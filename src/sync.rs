// src/sync.rs
//! Keeps a participant's local view of a session current.
//!
//! The poller reads the shared record on a fixed interval and reports when
//! the owner has replaced the place list. If the store can push changes the
//! poller applies them as they arrive as well, but polling never stops, so a
//! store without `subscribe` behaves the same, only slower.
use std::collections::BTreeSet;
use std::sync::Arc;
use std::time::Duration;
use tokio::sync::{mpsc, watch};
use tokio::task::JoinHandle;
use tokio::time::{interval_at, Instant, MissedTickBehavior};
use tracing::{debug, info, warn};

use crate::models::{Place, SessionRecord};
use crate::progress::next_unreviewed_index;
use crate::store::{SessionStore, Subscription};

#[derive(Debug, Clone, Copy, PartialEq, Eq)]
pub enum PollerState {
    Idle,
    Watching,
}

#[derive(Debug, Clone, PartialEq)]
pub enum SyncEvent {
    /// The place list changed. Emitted once per change.
    PlacesReplaced { places: Vec<Place>, next_index: usize },
    /// The session record is gone; the poller has stopped.
    SessionEnded,
}

/// What the participant currently has on screen.
#[derive(Debug, Clone)]
pub struct LocalView {
    pub session_id: String,
    pub participant_id: String,
    pub places: Vec<Place>,
}

impl LocalView {
    fn place_ids(&self) -> BTreeSet<&str> {
        self.places.iter().map(|p| p.place_id.as_str()).collect()
    }

    /// Adopts the record's places if they differ (ignoring order).
    fn apply(&mut self, record: &SessionRecord) -> Option<SyncEvent> {
        if record.place_id_set() == self.place_ids() {
            return None;
        }

        self.places = record.places.clone();
        let next_index = next_unreviewed_index(
            &record.places,
            &record.votes,
            &record.dislikes,
            &self.participant_id,
            0,
        );
        info!(
            session_id = %self.session_id,
            places = self.places.len(),
            next_index,
            "host updated the session parameters"
        );
        Some(SyncEvent::PlacesReplaced {
            places: self.places.clone(),
            next_index,
        })
    }
}

struct Running {
    cancel: watch::Sender<bool>,
    task: JoinHandle<()>,
}

pub struct SyncPoller {
    store: Arc<dyn SessionStore>,
    interval: Duration,
    running: Option<Running>,
}

impl SyncPoller {
    pub fn new(store: Arc<dyn SessionStore>, interval: Duration) -> Self {
        Self {
            store,
            interval,
            running: None,
        }
    }

    pub fn state(&self) -> PollerState {
        match &self.running {
            Some(r) if !r.task.is_finished() => PollerState::Watching,
            _ => PollerState::Idle,
        }
    }

    /// Starts watching `view.session_id`, replacing any previous watch.
    pub async fn start(&mut self, view: LocalView) -> mpsc::UnboundedReceiver<SyncEvent> {
        self.stop().await;

        let (events_tx, events_rx) = mpsc::unbounded_channel();
        let (cancel_tx, cancel_rx) = watch::channel(false);
        let subscription = self.store.subscribe(&view.session_id).await;

        debug!(session_id = %view.session_id, "sync poller watching");
        let task = tokio::spawn(watch_session(
            Arc::clone(&self.store),
            self.interval,
            view,
            subscription,
            cancel_rx,
            events_tx,
        ));
        self.running = Some(Running {
            cancel: cancel_tx,
            task,
        });
        events_rx
    }

    /// Stops watching. Once this returns no further store reads are issued;
    /// a read that was in flight is discarded.
    pub async fn stop(&mut self) {
        let Some(running) = self.running.take() else {
            return;
        };
        let _ = running.cancel.send(true);
        if let Err(e) = running.task.await {
            warn!(error = %e, "sync poller task failed");
        }
        debug!("sync poller idle");
    }
}

impl Drop for SyncPoller {
    fn drop(&mut self) {
        if let Some(running) = self.running.take() {
            running.task.abort();
        }
    }
}

enum Wake {
    Cancelled,
    Tick,
    Pushed(Option<SessionRecord>),
}

async fn next_wake(
    ticker: &mut tokio::time::Interval,
    cancel: &mut watch::Receiver<bool>,
    subscription: &mut Option<Subscription>,
) -> Wake {
    let pushed = async {
        match subscription.as_mut() {
            Some(sub) => match sub.changed().await {
                Ok(()) => sub.borrow_and_update().clone(),
                // sender gone: the record was deleted
                Err(_) => None,
            },
            None => std::future::pending().await,
        }
    };

    tokio::select! {
        biased;
        _ = cancel.changed() => Wake::Cancelled,
        _ = ticker.tick() => Wake::Tick,
        record = pushed => Wake::Pushed(record),
    }
}

async fn watch_session(
    store: Arc<dyn SessionStore>,
    period: Duration,
    mut view: LocalView,
    mut subscription: Option<Subscription>,
    mut cancel: watch::Receiver<bool>,
    events: mpsc::UnboundedSender<SyncEvent>,
) {
    let mut ticker = interval_at(Instant::now() + period, period);
    ticker.set_missed_tick_behavior(MissedTickBehavior::Delay);

    loop {
        let wake = next_wake(&mut ticker, &mut cancel, &mut subscription).await;
        if events.is_closed() {
            debug!(session_id = %view.session_id, "sync events dropped, watch ends");
            break;
        }

        let fetched = match wake {
            Wake::Cancelled => break,
            Wake::Pushed(record) => Ok(record),
            Wake::Tick => {
                tokio::select! {
                    biased;
                    _ = cancel.changed() => break,
                    result = store.get(&view.session_id) => result,
                }
            }
        };
        if *cancel.borrow() {
            break;
        }

        let event = match fetched {
            Ok(Some(record)) => view.apply(&record),
            Ok(None) => {
                info!(session_id = %view.session_id, "session ended while watching");
                let _ = events.send(SyncEvent::SessionEnded);
                break;
            }
            Err(e) => {
                warn!(session_id = %view.session_id, error = %e, "error polling session");
                None
            }
        };

        if let Some(event) = event {
            if events.send(event).is_err() {
                break;
            }
        }
    }
}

_ _ _ _ _ _ _

## REQUIREMENT
When you respond, give the whole listing again exactly as written.

## SOLUTION FOR THIS TASK
filename src/sync.rs
// src/sync.rs
//! Keeps a participant's local view of a session current.
//!
//! The poller reads the shared record on a fixed interval and reports when
//! the owner has replaced the place list. If the store can push changes the
//! poller applies them as they arrive as well, but polling never stops, so a
//! store without `subscribe` behaves the same, only slower.
use std::collections::BTreeSet;
use std::sync::Arc;
use std::time::Duration;
use tokio::sync::{mpsc, watch};
use tokio::task::JoinHandle;
use tokio::time::{interval_at, Instant, MissedTickBehavior};
use tracing::{debug, info, warn};

use crate::models::{Place, SessionRecord};
use crate::progress::next_unreviewed_index;
use crate::store::{SessionStore, Subscription};

#[derive(Debug, Clone, Copy, PartialEq, Eq)]
pub enum PollerState {
    Idle,
    Watching,
}

#[derive(Debug, Clone, PartialEq)]
pub enum SyncEvent {
    /// The place list changed. Emitted once per change.
    PlacesReplaced { places: Vec<Place>, next_index: usize },
    /// The session record is gone; the poller has stopped.
    SessionEnded,
}

/// What the participant currently has on screen.
#[derive(Debug, Clone)]
pub struct LocalView {
    pub session_id: String,
    pub participant_id: String,
    pub places: Vec<Place>,
}

impl LocalView {
    fn place_ids(&self) -> BTreeSet<&str> {
        self.places.iter().map(|p| p.place_id.as_str()).collect()
    }

    /// Adopts the record's places if they differ (ignoring order).
    fn apply(&mut self, record: &SessionRecord) -> Option<SyncEvent> {
        if record.place_id_set() == self.place_ids() {
            return None;
        }

        self.places = record.places.clone();
        let next_index = next_unreviewed_index(
            &record.places,
            &record.votes,
            &record.dislikes,
            &self.participant_id,
            0,
        );
        info!(
            session_id = %self.session_id,
            places = self.places.len(),
            next_index,
            "host updated the session parameters"
        );
        Some(SyncEvent::PlacesReplaced {
            places: self.places.clone(),
            next_index,
        })
    }
}

struct Running {
    cancel: watch::Sender<bool>,
    task: JoinHandle<()>,
}

pub struct SyncPoller {
    store: Arc<dyn SessionStore>,
    interval: Duration,
    running: Option<Running>,
}

impl SyncPoller {
    pub fn new(store: Arc<dyn SessionStore>, interval: Duration) -> Self {
        Self {
            store,
            interval,
            running: None,
        }
    }

    pub fn state(&self) -> PollerState {
        match &self.running {
            Some(r) if !r.task.is_finished() => PollerState::Watching,
            _ => PollerState::Idle,
        }
    }

    /// Starts watching `view.session_id`, replacing any previous watch.
    pub async fn start(&mut self, view: LocalView) -> mpsc::UnboundedReceiver<SyncEvent> {
        self.stop().await;

        let (events_tx, events_rx) = mpsc::unbounded_channel();
        let (cancel_tx, cancel_rx) = watch::channel(false);
        let subscription = self.store.subscribe(&view.session_id).await;

        debug!(session_id = %view.session_id, "sync poller watching");
        let task = tokio::spawn(watch_session(
            Arc::clone(&self.store),
            self.interval,
            view,
            subscription,
            cancel_rx,
            events_tx,
        ));
        self.running = Some(Running {
            cancel: cancel_tx,
            task,
        });
        events_rx
    }

    /// Stops watching. Once this returns no further store reads are issued;
    /// a read that was in flight is discarded.
    pub async fn stop(&mut self) {
        let Some(running) = self.running.take() else {
            return;
        };
        let _ = running.cancel.send(true);
        if let Err(e) = running.task.await {
            warn!(error = %e, "sync poller task failed");
        }
        debug!("sync poller idle");
    }
}

impl Drop for SyncPoller {
    fn drop(&mut self) {
        if let Some(running) = self.running.take() {
            running.task.abort();
        }
    }
}

enum Wake {
    Cancelled,
    Tick,
    Pushed(Option<SessionRecord>),
}

async fn next_wake(
    ticker: &mut tokio::time::Interval,
    cancel: &mut watch::Receiver<bool>,
    subscription: &mut Option<Subscription>,
) -> Wake {
    let pushed = async {
        match subscription.as_mut() {
            Some(sub) => match sub.changed().await {
                Ok(()) => sub.borrow_and_update().clone(),
                // sender gone: the record was deleted
                Err(_) => None,
            },
            None => std::future::pending().await,
        }
    };

    tokio::select! {
        biased;
        _ = cancel.changed() => Wake::Cancelled,
        _ = ticker.tick() => Wake::Tick,
        record = pushed => Wake::Pushed(record),
    }
}

async fn watch_session(
    store: Arc<dyn SessionStore>,
    period: Duration,
    mut view: LocalView,
    mut subscription: Option<Subscription>,
    mut cancel: watch::Receiver<bool>,
    events: mpsc::UnboundedSender<SyncEvent>,
) {
    let mut ticker = interval_at(Instant::now() + period, period);
    ticker.set_missed_tick_behavior(MissedTickBehavior::Delay);

    loop {
        let wake = next_wake(&mut ticker, &mut cancel, &mut subscription).await;
        if events.is_closed() {
            debug!(session_id = %view.session_id, "sync events dropped, watch ends");
            break;
        }

        let fetched = match wake {
            Wake::Cancelled => break,
            Wake::Pushed(record) => Ok(record),
            Wake::Tick => {
                tokio::select! {
                    biased;
                    _ = cancel.changed() => break,
                    result = store.get(&view.session_id) => result,
                }
            }
        };
        if *cancel.borrow() {
            break;
        }

        let event = match fetched {
            Ok(Some(record)) => view.apply(&record),
            Ok(None) => {
                info!(session_id = %view.session_id, "session ended while watching");
                let _ = events.send(SyncEvent::SessionEnded);
                break;
            }
            Err(e) => {
                warn!(session_id = %view.session_id, error = %e, "error polling session");
                None
            }
        };

        if let Some(event) = event {
            if events.send(event).is_err() {
                break;
            }
        }
    }
}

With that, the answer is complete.